Give the count of lines in the data that include the string "BTreeMap", with no added remarks.

(Beginning of Information supplied)

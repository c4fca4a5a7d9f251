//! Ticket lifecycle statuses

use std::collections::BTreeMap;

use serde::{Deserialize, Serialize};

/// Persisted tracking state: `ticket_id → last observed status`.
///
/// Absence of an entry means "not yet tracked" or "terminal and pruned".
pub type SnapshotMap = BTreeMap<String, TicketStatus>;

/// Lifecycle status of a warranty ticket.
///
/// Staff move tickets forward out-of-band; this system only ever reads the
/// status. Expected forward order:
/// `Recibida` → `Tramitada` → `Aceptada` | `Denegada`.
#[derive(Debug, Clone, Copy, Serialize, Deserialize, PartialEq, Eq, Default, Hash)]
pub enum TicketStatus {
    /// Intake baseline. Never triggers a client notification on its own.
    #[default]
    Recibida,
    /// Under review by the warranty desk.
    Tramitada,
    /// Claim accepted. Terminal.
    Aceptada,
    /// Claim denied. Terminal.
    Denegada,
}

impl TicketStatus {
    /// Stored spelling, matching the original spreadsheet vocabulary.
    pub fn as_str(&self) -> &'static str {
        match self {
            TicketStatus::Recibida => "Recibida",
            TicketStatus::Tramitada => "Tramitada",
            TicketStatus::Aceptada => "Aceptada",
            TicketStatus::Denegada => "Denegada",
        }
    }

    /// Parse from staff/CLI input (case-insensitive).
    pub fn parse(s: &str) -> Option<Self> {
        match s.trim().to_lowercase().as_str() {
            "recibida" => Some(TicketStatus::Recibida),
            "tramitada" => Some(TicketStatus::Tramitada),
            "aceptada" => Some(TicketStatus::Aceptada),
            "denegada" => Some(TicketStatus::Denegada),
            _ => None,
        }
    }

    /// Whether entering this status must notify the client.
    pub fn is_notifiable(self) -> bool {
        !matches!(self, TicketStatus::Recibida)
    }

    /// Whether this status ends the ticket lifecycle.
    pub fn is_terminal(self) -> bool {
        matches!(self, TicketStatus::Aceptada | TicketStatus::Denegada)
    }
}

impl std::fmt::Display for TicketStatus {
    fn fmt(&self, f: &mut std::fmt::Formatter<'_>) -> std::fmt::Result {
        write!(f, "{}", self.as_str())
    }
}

(End of Information supplied)

◆ Response to this exercise ◆
2